Stranded, bruised, and slightly less sober than I thought I was, I phoned John's soon to be sister-in-law. She was shocked to hear from me—especially at that hour—but still kind enough to drive all the way from Llandudno to rescue me. I told her I’d “lost John outside the club” and “couldn’t find the house,” carefully omitting the part where I’d assaulted a stationary taxi and the bit about her brother in law.

And that’s how John’s brother’s stag night ended: with John disappearing, his brother’s house frozen in a haze of smoke, me concussed on Denbigh Road.

Friday, March 08, 1991

Overthrowing the Government


It began, as all great revolutions do, with a daft idea and a dodgy hotel corridor. Wayne and I had decided that the downfall of John Major’s government could be engineered not with marches or manifestos, but by stealing his latest speech. Cut off the supply of waffle, and the nation might finally rise up.

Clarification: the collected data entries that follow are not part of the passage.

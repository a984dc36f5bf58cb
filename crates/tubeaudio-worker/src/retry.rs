//! Backoff and failure-log suppression for the queue polling loop.

use std::time::Duration;
use tracing::{debug, warn};

/// Exponential backoff between failed retrieval rounds.
#[derive(Debug, Clone)]
pub struct Backoff {
    /// Delay after the first failure (doubles each further failure).
    pub base_delay: Duration,
    /// Upper bound on the delay.
    pub max_delay: Duration,
    attempt: u32,
}

impl Default for Backoff {
    fn default() -> Self {
        Self::new(Duration::from_millis(100), Duration::from_secs(5))
    }
}

impl Backoff {
    pub fn new(base_delay: Duration, max_delay: Duration) -> Self {
        Self {
            base_delay,
            max_delay,
            attempt: 0,
        }
    }

    /// Delay for a given attempt number (0-based).
    fn delay_for_attempt(&self, attempt: u32) -> Duration {
        let factor = 2u32.saturating_pow(attempt);
        self.base_delay.saturating_mul(factor).min(self.max_delay)
    }

    /// Delay to sleep before the next attempt; advances the attempt counter.
    pub fn next_delay(&mut self) -> Duration {
        let delay = self.delay_for_attempt(self.attempt);
        self.attempt = self.attempt.saturating_add(1);
        delay
    }

    pub fn reset(&mut self) {
        self.attempt = 0;
    }
}

/// State tracker for repeated operations that may fail intermittently.
///
/// Suppresses log spam once a loop has failed too many times in a row.
#[derive(Debug, Default)]
pub struct FailureTracker {
    consecutive_failures: u32,
    max_logged_failures: u32,
    suppressed: bool,
}

impl FailureTracker {
    pub fn new(max_logged_failures: u32) -> Self {
        Self {
            consecutive_failures: 0,
            max_logged_failures,
            suppressed: false,
        }
    }

    /// Record a successful operation (resets failure count).
    pub fn record_success(&mut self) {
        if self.suppressed {
            debug!(
                "Operation recovered after {} consecutive failures",
                self.consecutive_failures
            );
        }
        self.consecutive_failures = 0;
        self.suppressed = false;
    }

    /// Record a failed operation.
    ///
    /// Returns `true` if this failure should be logged.
    pub fn record_failure(&mut self) -> bool {
        self.consecutive_failures = self.consecutive_failures.saturating_add(1);

        if self.consecutive_failures <= self.max_logged_failures {
            true
        } else {
            if !self.suppressed {
                self.suppressed = true;
                warn!(
                    "Suppressing further failure logs after {} consecutive failures",
                    self.max_logged_failures
                );
            }
            false
        }
    }

    pub fn failure_count(&self) -> u32 {
        self.consecutive_failures
    }
}
//! Completion events announced after an item has been stored.

use serde::{Deserialize, Serialize};
use std::str::FromStr;

use crate::video::VideoId;

/// Which fields a deployment includes in its completion events.
#[derive(Debug, Clone, Copy, PartialEq, Eq, Default)]
pub enum EventFormat {
    /// `{"videoID": ...}` only
    Minimal,
    /// `videoID`, plus `title` and `url` when known
    #[default]
    Enriched,
}

impl EventFormat {
    pub fn as_str(&self) -> &'static str {
        match self {
            EventFormat::Minimal => "minimal",
            EventFormat::Enriched => "enriched",
        }
    }
}

impl FromStr for EventFormat {
    type Err = String;

    fn from_str(s: &str) -> Result<Self, Self::Err> {
        match s.trim().to_ascii_lowercase().as_str() {
            "minimal" => Ok(EventFormat::Minimal),
            "enriched" => Ok(EventFormat::Enriched),
            other => Err(format!("unknown event format '{}'", other)),
        }
    }
}

/// Message announcing that a work item has been fully processed.
#[derive(Debug, Clone, PartialEq, Eq, Serialize, Deserialize)]
pub struct CompletionEvent {
    #[serde(rename = "videoID")]
    pub video_id: VideoId,

    #[serde(default, skip_serializing_if = "Option::is_none")]
    pub title: Option<String>,

    #[serde(default, skip_serializing_if = "Option::is_none")]
    pub url: Option<String>,
}

impl CompletionEvent {
    /// Event carrying only the identifier.
    pub fn minimal(video_id: VideoId) -> Self {
        Self {
            video_id,
            title: None,
            url: None,
        }
    }

    /// Event carrying title and access URL where available.
    pub fn enriched(video_id: VideoId, title: impl Into<String>, url: Option<String>) -> Self {
        Self {
            video_id,
            title: Some(title.into()),
            url,
        }
    }

    /// Build an event shaped for the given deployment format.
    pub fn build(
        format: EventFormat,
        video_id: VideoId,
        title: impl Into<String>,
        url: Option<String>,
    ) -> Self {
        match format {
            EventFormat::Minimal => Self::minimal(video_id),
            EventFormat::Enriched => Self::enriched(video_id, title, url),
        }
    }

    pub fn to_json(&self) -> serde_json::Result<String> {
        serde_json::to_string(self)
    }
}
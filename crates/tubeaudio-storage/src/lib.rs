//! S3-compatible object storage for transcoded audio.
//!
//! This crate provides:
//! - Byte uploads to a bucket
//! - Presigned GET URL generation
//! - The `Uploader` stage trait with plain and presigned variants
//! - An in-memory object store for tests and local runs

pub mod client;
pub mod error;
pub mod memory;
pub mod store;
pub mod uploader;

pub use client::{S3Client, S3Config};
pub use error::{StorageError, StorageResult, UploadError};
pub use memory::MemoryStore;
pub use store::ObjectStore;
pub use uploader::{PlainUploader, PresignedUploader, Uploader, DEFAULT_PRESIGN_EXPIRY};
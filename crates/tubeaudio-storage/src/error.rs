//! Storage error types.

use thiserror::Error;

/// Result type for storage operations.
pub type StorageResult<T> = Result<T, StorageError>;

/// Errors that can occur during storage operations.
#[derive(Debug, Error)]
pub enum StorageError {
    #[error("Failed to configure storage client: {0}")]
    ConfigError(String),

    #[error("Upload failed: {0}")]
    UploadFailed(String),

    #[error("Presign failed: {0}")]
    PresignFailed(String),

    #[error("Invalid key: {0}")]
    InvalidKey(String),
}

impl StorageError {
    pub fn config_error(msg: impl Into<String>) -> Self {
        Self::ConfigError(msg.into())
    }

    pub fn upload_failed(msg: impl Into<String>) -> Self {
        Self::UploadFailed(msg.into())
    }

    pub fn presign_failed(msg: impl Into<String>) -> Self {
        Self::PresignFailed(msg.into())
    }
}

/// Failure of the upload stage.
#[derive(Debug, Error)]
#[error("{0}")]
pub struct UploadError(#[from] pub StorageError);

impl UploadError {
    /// Create an upload error from a plain message.
    pub fn new(message: impl Into<String>) -> Self {
        Self(StorageError::upload_failed(message))
    }
}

The corridor outside his room smelt of stale carpet and nervous anticipation. We moved with the brisk, officious air of men who belonged there, clipboards under our arms, dark suits stiff at the shoulders. When the Prime Minister’s personal aide intercepted us, Wayne tapped his earpiece—a prop, of course—and muttered, “Security sweep. We’ve got reports something’s missing.”

Dressed in our best “we-look-like-security” suits, we barged into the Prime Minister’s hotel suite. Major was there in person, polishing his glasses with the weary air of a man who suspected even his spectacles might be plotting against him.

“Everything all right?” he asked mildly, as if two sweaty blokes bursting into his room was part of the day’s itinerary.

“Security check, sir,” I said, puffing out my chest. “We’ve had reports something’s missing.”

That was our excuse. Brilliant in theory, doomed in practice. Because the trouble was, nothing was missing. The desk was perfectly neat, the briefcase locked, the ashtray tragically devoid of drama. Our plan was already creaking like an old bicycle.

Wayne, however, wasn’t the sort to let logic get in the way of a coup. He scanned the room, muttered something about “needing to make it convincing,” and before I could stop him, he grabbed the wardrobe—an enormous mahogany beast—and heaved it across the carpet. With a grunt of triumph, he launched it straight through the window.

Glass exploded, pedestrians screamed, and the wardrobe landed in the street below with a thud that probably registered on the Richter scale.

Major removed his glasses, pinched the bridge of his nose, and said in the tone of a man scolding naughty spaniels, “Gentlemen, if this is security, I’d hate to see burglary.”

We stood there, surrounded by shards of glass, feigning professionalism as if hurling hotel furniture into traffic was all part of the procedure. The speech, naturally, remained un-stolen. The government, un-overthrown. And Wayne, for the record, was banned from every branch of Travelodge in the country.